-- DATA TO USE follows --
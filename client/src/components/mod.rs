//! Reusable UI components.
//!
//! SYSTEM CONTEXT
//! ==============
//! Components here are shared across pages; page-specific layout lives in
//! `pages`.

pub mod editor_host;
pub mod identity_modal;
//! REST helpers for the card backend.
//!
//! In the browser (`csr`): real HTTP calls via `gloo-net`.
//! Elsewhere: stubs returning a transport error, since these calls are only
//! meaningful in the browser.
//!
//! ERROR HANDLING
//! ==============
//! Every call returns `Result<_, ApiError>`. Non-2xx answers carry the status
//! and response text so pages can branch on 404/409 without string matching.

#![allow(clippy::unused_async)]

#[cfg(test)]
#[path = "api_test.rs"]
mod api_test;

use cards::{
    ApiError, Card, Drawing, ItemId, ItemKind, ItemPatch, Message, NewCard, NewDrawing, NewMessage, WrappedData,
};
use cards::routes;

/// API base, overridable at build time with `SCRIBL_API_URL`.
#[must_use]
pub fn api_base() -> &'static str {
    option_env!("SCRIBL_API_URL").unwrap_or(routes::DEFAULT_API_BASE)
}

fn endpoint(path: &str) -> String {
    routes::join(api_base(), path)
}

/// Endpoint for adding an item, with the recipient name when known.
fn items_url(card_id: &str, kind: ItemKind, recipient: Option<&str>) -> String {
    let url = endpoint(&routes::items(card_id, kind));
    match recipient.map(str::trim).filter(|r| !r.is_empty()) {
        Some(name) => {
            let query = url::form_urlencoded::Serializer::new(String::new())
                .append_pair(routes::RECIPIENT_NAME_QUERY, name)
                .finish();
            format!("{url}?{query}")
        }
        None => url,
    }
}

fn item_url(card_id: &str, kind: ItemKind, item_id: ItemId) -> String {
    endpoint(&routes::item(card_id, kind, item_id))
}

#[cfg(not(feature = "csr"))]
fn unavailable() -> ApiError {
    ApiError::Transport("not available outside the browser".to_owned())
}

#[cfg(feature = "csr")]
mod http {
    use cards::ApiError;
    use gloo_net::http::{Request, Response};
    use serde::Serialize;
    use serde::de::DeserializeOwned;

    pub(super) fn transport(err: gloo_net::Error) -> ApiError {
        ApiError::Transport(err.to_string())
    }

    /// Turn a non-2xx answer into a status error carrying the body text.
    pub(super) async fn check(resp: Response) -> Result<Response, ApiError> {
        if resp.ok() {
            return Ok(resp);
        }
        let status = resp.status();
        let body = resp.text().await.unwrap_or_default();
        Err(ApiError::from_status(status, &body))
    }

    pub(super) async fn decode<T: DeserializeOwned>(resp: Response) -> Result<T, ApiError> {
        resp.json::<T>().await.map_err(|e| ApiError::Decode(e.to_string()))
    }

    pub(super) async fn send_json<B: Serialize, T: DeserializeOwned>(
        request: Request,
        body: &B,
    ) -> Result<T, ApiError> {
        let resp = request.json(body).map_err(transport)?;
        let resp = resp.send().await.map_err(transport)?;
        decode(check(resp).await?).await
    }

    /// Send a body and ignore whatever the server answers with.
    pub(super) async fn send_json_unit<B: Serialize>(request: Request, body: &B) -> Result<(), ApiError> {
        let resp = request.json(body).map_err(transport)?.send().await.map_err(transport)?;
        check(resp).await.map(|_| ())
    }
}

/// Create a card, or persist the recipient of an existing one.
///
/// # Errors
///
/// A 409 status means the id is already taken.
pub async fn create_card(id: &str, creator_name: &str, recipient_name: &str) -> Result<Card, ApiError> {
    let body = NewCard {
        id: id.to_owned(),
        creator_name: creator_name.to_owned(),
        recipient_name: recipient_name.to_owned(),
    };
    #[cfg(feature = "csr")]
    {
        http::send_json(gloo_net::http::Request::post(&endpoint(&routes::cards())), &body).await
    }
    #[cfg(not(feature = "csr"))]
    {
        let _ = body;
        Err(unavailable())
    }
}

/// Fetch a card. A missing card is `Ok(None)`, not an error.
///
/// # Errors
///
/// Returns the transport, status or decode failure.
pub async fn get_card(id: &str) -> Result<Option<Card>, ApiError> {
    let url = endpoint(&routes::card(id));
    #[cfg(feature = "csr")]
    {
        let resp = gloo_net::http::Request::get(&url).send().await.map_err(http::transport)?;
        if resp.status() == 404 {
            return Ok(None);
        }
        http::decode(http::check(resp).await?).await.map(Some)
    }
    #[cfg(not(feature = "csr"))]
    {
        let _ = url;
        Err(unavailable())
    }
}

/// Add a message, naming the recipient so the backend can create the card.
///
/// # Errors
///
/// Returns the transport, status or decode failure.
pub async fn add_message(card_id: &str, message: &NewMessage, recipient: Option<&str>) -> Result<Message, ApiError> {
    let url = items_url(card_id, ItemKind::Message, recipient);
    #[cfg(feature = "csr")]
    {
        http::send_json(gloo_net::http::Request::post(&url), message).await
    }
    #[cfg(not(feature = "csr"))]
    {
        let _ = (url, message);
        Err(unavailable())
    }
}

/// Add a drawing, naming the recipient so the backend can create the card.
///
/// # Errors
///
/// Returns the transport, status or decode failure.
pub async fn add_drawing(card_id: &str, drawing: &NewDrawing, recipient: Option<&str>) -> Result<Drawing, ApiError> {
    let url = items_url(card_id, ItemKind::Drawing, recipient);
    #[cfg(feature = "csr")]
    {
        http::send_json(gloo_net::http::Request::post(&url), drawing).await
    }
    #[cfg(not(feature = "csr"))]
    {
        let _ = (url, drawing);
        Err(unavailable())
    }
}

/// Send a sparse update for a message or drawing.
///
/// # Errors
///
/// Returns the transport or status failure.
pub async fn update_item(card_id: &str, item_id: ItemId, patch: &ItemPatch) -> Result<(), ApiError> {
    let url = item_url(card_id, patch.kind(), item_id);
    #[cfg(feature = "csr")]
    {
        let request = gloo_net::http::Request::patch(&url);
        match patch {
            ItemPatch::Message(body) => http::send_json_unit(request, body).await,
            ItemPatch::Drawing(body) => http::send_json_unit(request, body).await,
        }
    }
    #[cfg(not(feature = "csr"))]
    {
        let _ = url;
        Err(unavailable())
    }
}

/// Delete a message or drawing.
///
/// # Errors
///
/// Returns the transport or status failure.
pub async fn delete_item(card_id: &str, kind: ItemKind, item_id: ItemId) -> Result<(), ApiError> {
    let url = item_url(card_id, kind, item_id);
    #[cfg(feature = "csr")]
    {
        let resp = gloo_net::http::Request::delete(&url).send().await.map_err(http::transport)?;
        http::check(resp).await.map(|_| ())
    }
    #[cfg(not(feature = "csr"))]
    {
        let _ = url;
        Err(unavailable())
    }
}

/// Replace the card's wrapped customization.
///
/// # Errors
///
/// Returns the transport or status failure.
pub async fn update_wrapped(card_id: &str, wrapped: &WrappedData) -> Result<(), ApiError> {
    let url = endpoint(&routes::wrapped(card_id));
    #[cfg(feature = "csr")]
    {
        http::send_json_unit(gloo_net::http::Request::patch(&url), wrapped).await
    }
    #[cfg(not(feature = "csr"))]
    {
        let _ = (url, wrapped);
        Err(unavailable())
    }
}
-- DATA TO USE concluded --
## EXERCISE REQUIREMENTS
Only a number should be given: the count of lines above that contain the word "pages".

## RESPONSE BOX
3